Luttes sociales

Grève générale du COSPAR aujourd’hui : seule la mobilisation paye

Témoignages.re / 10 mars 2009

« Demain (aujourdhui - NDLR), tout peut devenir possible dans un rapport de forces favorable », déclarait hier matin Jean-Pierre Rivière, membre du COSPAR, juste avant la reprise des négociations à la préfecture.
Rendez-vous est fixé dès 9 heures devant la Mairie de Saint-Pierre et au parking du Petit Marché à Saint-Denis pour porter les 62 revendications, et cette fois, faire qu’elles aboutissent.
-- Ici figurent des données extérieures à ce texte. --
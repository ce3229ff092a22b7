use anyhow::{Context, Result};
use redis::{aio::Connection, AsyncCommands, Client};
use serde::Serialize;
use std::sync::Arc;
use tokio::sync::Mutex;
use tracing::debug;

#[derive(Clone)]
pub struct RedisBus {
    client: Client,
    // Shared connection for publishing; subscribers get their own.
    connection: Arc<Mutex<Connection>>,
}

impl RedisBus {
    pub async fn new(redis_url: &str) -> Result<Self> {
        let client = Client::open(redis_url).context("Invalid REDIS_URL")?;
        let connection = client
            .get_async_connection()
            .await
            .context("Failed to connect to Redis")?;

        Ok(Self {
            client,
            connection: Arc::new(Mutex::new(connection)),
        })
    }

    pub async fn publish<T: Serialize>(&self, channel: &str, message: &T) -> Result<()> {
        let payload = serde_json::to_string(message)?;
        let mut conn = self.connection.lock().await;
        conn.publish::<_, _, ()>(channel, &payload)
            .await
            .context("Failed to publish message")?;
        debug!("Published {} bytes on {}", payload.len(), channel);
        Ok(())
    }

    /// Dedicated pubsub connection subscribed to `channel`.
    pub async fn subscribe(&self, channel: &str) -> Result<redis::aio::PubSub> {
        let conn = self.client.get_async_connection().await?;
        let mut pubsub = conn.into_pubsub();
        pubsub.subscribe(channel).await?;
        Ok(pubsub)
    }
}
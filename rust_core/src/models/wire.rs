//! Wire shapes shared with the REST backend and the message bus.
//!
//! The backend has returned picks both as a list of records and as a map
//! keyed by fight id. `PicksPayload` accepts either and normalizes into the
//! canonical `BTreeMap<fight_id, Pick>` so only one shape exists past
//! ingestion.

use super::{ContestOutcome, LeaderboardEntry, Pick};
use serde::{Deserialize, Serialize};
use std::collections::BTreeMap;

/// Persisted form of one pick: `{fight_id, fighter_id, method}`.
#[derive(Debug, Clone, PartialEq, Eq, Serialize, Deserialize)]
pub struct PickRecord {
    pub fight_id: String,
    pub fighter_id: String,
    #[serde(default)]
    pub method: String,
}

/// Map-shaped pick value (fight id is the key).
#[derive(Debug, Clone, PartialEq, Eq, Serialize, Deserialize)]
pub struct KeyedPick {
    #[serde(default)]
    pub fighter_id: Option<String>,
    #[serde(default)]
    pub method: Option<String>,
}

#[derive(Debug, Clone, PartialEq, Eq, Serialize, Deserialize)]
#[serde(untagged)]
pub enum PicksPayload {
    List(Vec<PickRecord>),
    Map(BTreeMap<String, KeyedPick>),
}

impl Default for PicksPayload {
    fn default() -> Self {
        PicksPayload::List(Vec::new())
    }
}

impl PicksPayload {
    /// Normalize into the canonical map. Entries with neither a fighter nor a
    /// method are dropped; a method without a fighter is dropped as well
    /// since it can never be persisted.
    pub fn into_picks(self) -> BTreeMap<String, Pick> {
        let entries: Vec<(String, Pick)> = match self {
            PicksPayload::List(records) => records
                .into_iter()
                .map(|r| {
                    (
                        r.fight_id,
                        Pick {
                            fighter_id: Some(r.fighter_id),
                            method: Some(r.method),
                        },
                    )
                })
                .collect(),
            PicksPayload::Map(map) => map
                .into_iter()
                .map(|(fight_id, p)| {
                    (
                        fight_id,
                        Pick {
                            fighter_id: p.fighter_id,
                            method: p.method,
                        },
                    )
                })
                .collect(),
        };

        entries
            .into_iter()
            .map(|(fight_id, pick)| (fight_id, pick.normalized()))
            .filter(|(_, pick)| pick.fighter_id.is_some() && pick.is_valid())
            .collect()
    }

    /// Canonical list form. Picks without a fighter are not representable.
    pub fn from_picks(picks: &BTreeMap<String, Pick>) -> Self {
        PicksPayload::List(
            picks
                .iter()
                .filter_map(|(fight_id, pick)| {
                    pick.fighter_id.as_ref().map(|fighter_id| PickRecord {
                        fight_id: fight_id.clone(),
                        fighter_id: fighter_id.clone(),
                        method: pick.method.clone().unwrap_or_default(),
                    })
                })
                .collect(),
        )
    }
}

#[derive(Debug, Clone, PartialEq, Serialize, Deserialize)]
pub struct LeaderboardResponse {
    pub event_id: String,
    pub leaderboard: Vec<LeaderboardEntry>,
}

/// A fight result announced on the message bus.
#[derive(Debug, Clone, PartialEq, Eq, Serialize, Deserialize)]
pub struct ResultPublished {
    pub event_id: String,
    pub fight_id: String,
    pub outcome: ContestOutcome,
}
//! Postgres connection pool, result archive and backend health monitoring.

pub mod health;
pub mod pool;
pub mod results;

pub use health::{BackendHealthConfig, BackendHealthMonitor};
pub use pool::{create_pool, DbPoolConfig};
pub use results::PgResultArchive;
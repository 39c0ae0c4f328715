//! Arithmetic endpoints.
//!
//! Each operation validates its operands locally and hands them to the
//! calculator binary. Bad input never reaches the downstream process.

use std::collections::HashMap;
use std::fmt;

use axum::extract::{Query, State};
use axum::{Extension, Json};
use serde::Serialize;
use serde_json::{json, Value};

use crate::http::{ApiError, AppState, Traced};
use crate::observability::TraceContext;

/// The four supported operations.
#[derive(Debug, Clone, Copy, PartialEq, Eq)]
pub enum Operation {
    Add,
    Sub,
    Mul,
    Div,
}

impl Operation {
    pub const ALL: [Operation; 4] = [Operation::Add, Operation::Sub, Operation::Mul, Operation::Div];

    /// Name passed to the calculator and used as the `function` label.
    pub fn as_str(&self) -> &'static str {
        match self {
            Operation::Add => "add",
            Operation::Sub => "sub",
            Operation::Mul => "mul",
            Operation::Div => "div",
        }
    }

    fn description(&self) -> &'static str {
        match self {
            Operation::Add => "Addition of two numbers (GET, parameters: a, b)",
            Operation::Sub => "Subtraction of two numbers (GET, parameters: a, b)",
            Operation::Mul => "Multiplication of two numbers (GET, parameters: a, b)",
            Operation::Div => "Division of two numbers (GET, parameters: a, b)",
        }
    }
}

impl fmt::Display for Operation {
    fn fmt(&self, f: &mut fmt::Formatter<'_>) -> fmt::Result {
        f.write_str(self.as_str())
    }
}

#[derive(Debug, Serialize)]
pub struct Calculation {
    pub result: f64,
}

pub type CalculationResponse = Result<Traced<Calculation>, ApiError>;

/// `GET /`
pub async fn index() -> Json<Value> {
    let endpoints: serde_json::Map<String, Value> = Operation::ALL
        .iter()
        .map(|op| (format!("/{}", op), Value::from(op.description())))
        .collect();
    Json(json!({
        "message": "Welcome to the Calculator API",
        "endpoints": endpoints,
    }))
}

pub async fn add(
    State(state): State<AppState>,
    Extension(ctx): Extension<TraceContext>,
    Query(params): Query<HashMap<String, String>>,
) -> CalculationResponse {
    calculate(&state, &ctx, Operation::Add, &params).await
}

pub async fn sub(
    State(state): State<AppState>,
    Extension(ctx): Extension<TraceContext>,
    Query(params): Query<HashMap<String, String>>,
) -> CalculationResponse {
    calculate(&state, &ctx, Operation::Sub, &params).await
}

pub async fn mul(
    State(state): State<AppState>,
    Extension(ctx): Extension<TraceContext>,
    Query(params): Query<HashMap<String, String>>,
) -> CalculationResponse {
    calculate(&state, &ctx, Operation::Mul, &params).await
}

pub async fn div(
    State(state): State<AppState>,
    Extension(ctx): Extension<TraceContext>,
    Query(params): Query<HashMap<String, String>>,
) -> CalculationResponse {
    calculate(&state, &ctx, Operation::Div, &params).await
}

async fn calculate(
    state: &AppState,
    ctx: &TraceContext,
    op: Operation,
    params: &HashMap<String, String>,
) -> CalculationResponse {
    let (Some(a), Some(b)) = (operand(params, "a"), operand(params, "b")) else {
        tracing::warn!(operation = %op, "Missing or invalid parameters");
        return Err(ApiError::bad_request(
            "Parameters 'a' and 'b' must be given as numbers",
            ctx,
        ));
    };

    tracing::info!(operation = %op, a, b, "Calculation started");

    let result = state
        .invoker
        .invoke(op.as_str(), a, b, ctx)
        .await
        .map_err(|e| ApiError::downstream(e, ctx))?;

    tracing::info!(operation = %op, a, b, result, "Calculation succeeded");
    Ok(Traced::new(Calculation { result }, ctx))
}

/// A finite number, or nothing.
fn operand(params: &HashMap<String, String>, name: &str) -> Option<f64> {
    params
        .get(name)
        .and_then(|v| v.trim().parse::<f64>().ok())
        .filter(|v| v.is_finite())
}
Le COSPAR plus déterminé que jamais hier matin, avant la reprise des négociations à la préfecture. Les membres du collectif ont appelé la population à une grande mobilisation pour la grève générale d’aujourd’hui et ont fait le point sur l’état des négociations de la fin de semaine au siège de la CFDT. Histoire aussi de couper court aux accusations de refus du dialogue portées par le patronat.
Car si le patronat a bien voulu se mettre autour de la table vendredi dernier, insiste Jean-Pierre Rivière (CFDT), c’est parce que 35.000 Réunionnais sont descendus dans la rue le 5 mars. Quant aux opérations coup de poing, elles ont eu le mérite de maintenir la pression, d’après Ivan Hoarau (CGTR). « Si la grande distribution est revenue à la table des négociations, c’est parce que nous n’avons pas cédé », affirme-t-il. Les actions du COSPAR ont contraint le patronat à revoir ses propositions « insuffisantes ».

Prix

Concernant les prix, rappelle Jean-Pierre Rivière (CFDT), la grande distribution a proposé d’effectuer un travail sur la structuration des prix et de remettre une carte aux bénéficiaires de minima sociaux pour une baisse des prix aux caisses des magasins. Refus catégorique du COSPAR. Le collectif revendique une baisse de 20% sur 500 produits pour tous, et dans l’immédiat. Pour le travail sur la structure des prix, la grande distribution a eu tout le loisir d’y réfléchir avec l’Observatoire des Prix et le chariot-type.
La grande distribution avait proposé une baisse de 5 à 20% sur 127 produits appartenant à 80 familles. Ce qui a pour conséquence « d’imposer au consommateur d’acheter un seul article d’une famille qui comporte parfois 10 articles », affirme Jean-Hugues Ratenon (Agir Pour Nout Tout). Un effort que la grande distribution veut faire porter aux collectivités avec une baisse de la TVA ou de l’Octroi de mer, en rognant le moins possible sur les marges.

Salaires

Concernant les 200 euros d’augmentation pour les salaires modestes, l’Etat s’engage à prendre en charge la moitié, laissant le reste aux entreprises. Le MEDEF a proposé de financer 25 à 50 euros et la CGPME de 0 à 30 euros. Demandant ainsi à épargner les petites entreprises. Là encore, le COSPAR reste ferme. « 200 euros pour tous, quitte à moduler l’aide de l’Etat pour les TPE ».

Logement

Seules avancées pour le logement, saluées par Eric Fontaine, le gel des loyers et la revalorisation des allocations. La fin d’une « injustice que La Réunion a subi depuis des années ». Mais aucune réponse n’a été apportée pour les personnes âgées, les handicapés, les étudiants, les 26.000 demandes de logement en attente. « Nous voulons un projet global de développement. C’est l’ensemble des revendications ou rien », insiste Eric Fontaine.

Etudiants

« Malgré l’urgence sociale exprimée depuis des mois, nous n’avons aucune réponse », déclarait hier Gilles Leperlier (UNEF). La rencontre avec le recteur vendredi soir n’a rien donné, les étudiants ont donc bloqué le Rectorat hier matin, avant une nouvelle rencontre. Les revendications ? Gel des loyers des logements étudiants du CROUS, gel des suppressions de postes dans l’Education nationale, augmentation de 200 euros des bourses étudiantes, 200 euros sur les bas salaires des agents de catégorie C, le report de la masterisation de l’IUFM, un vrai budget pour l’université. La FSU ajoute : la résorption des emplois précaires, relever le plafond de la CMU, une complémentaire santé pour les moins de 25 ans.

EP


Appel à la solidarité des collectivités

Le COSPAR appelle à une nouvelle manifestation aujourd’hui. Départ à Saint-Pierre place de la Mairie à 9 heures, et à Saint-Denis au parking du Petit Marché. Le collectif demande aux collectivités de laisser leurs salariés participer à la grève générale. Pour le privé, le collectif rappelle que la grève est un droit et dénonce les pressions subies par des salariés après le 5 mars. Max Banon, du Collectif Sud, y faisait allusion pour EDF.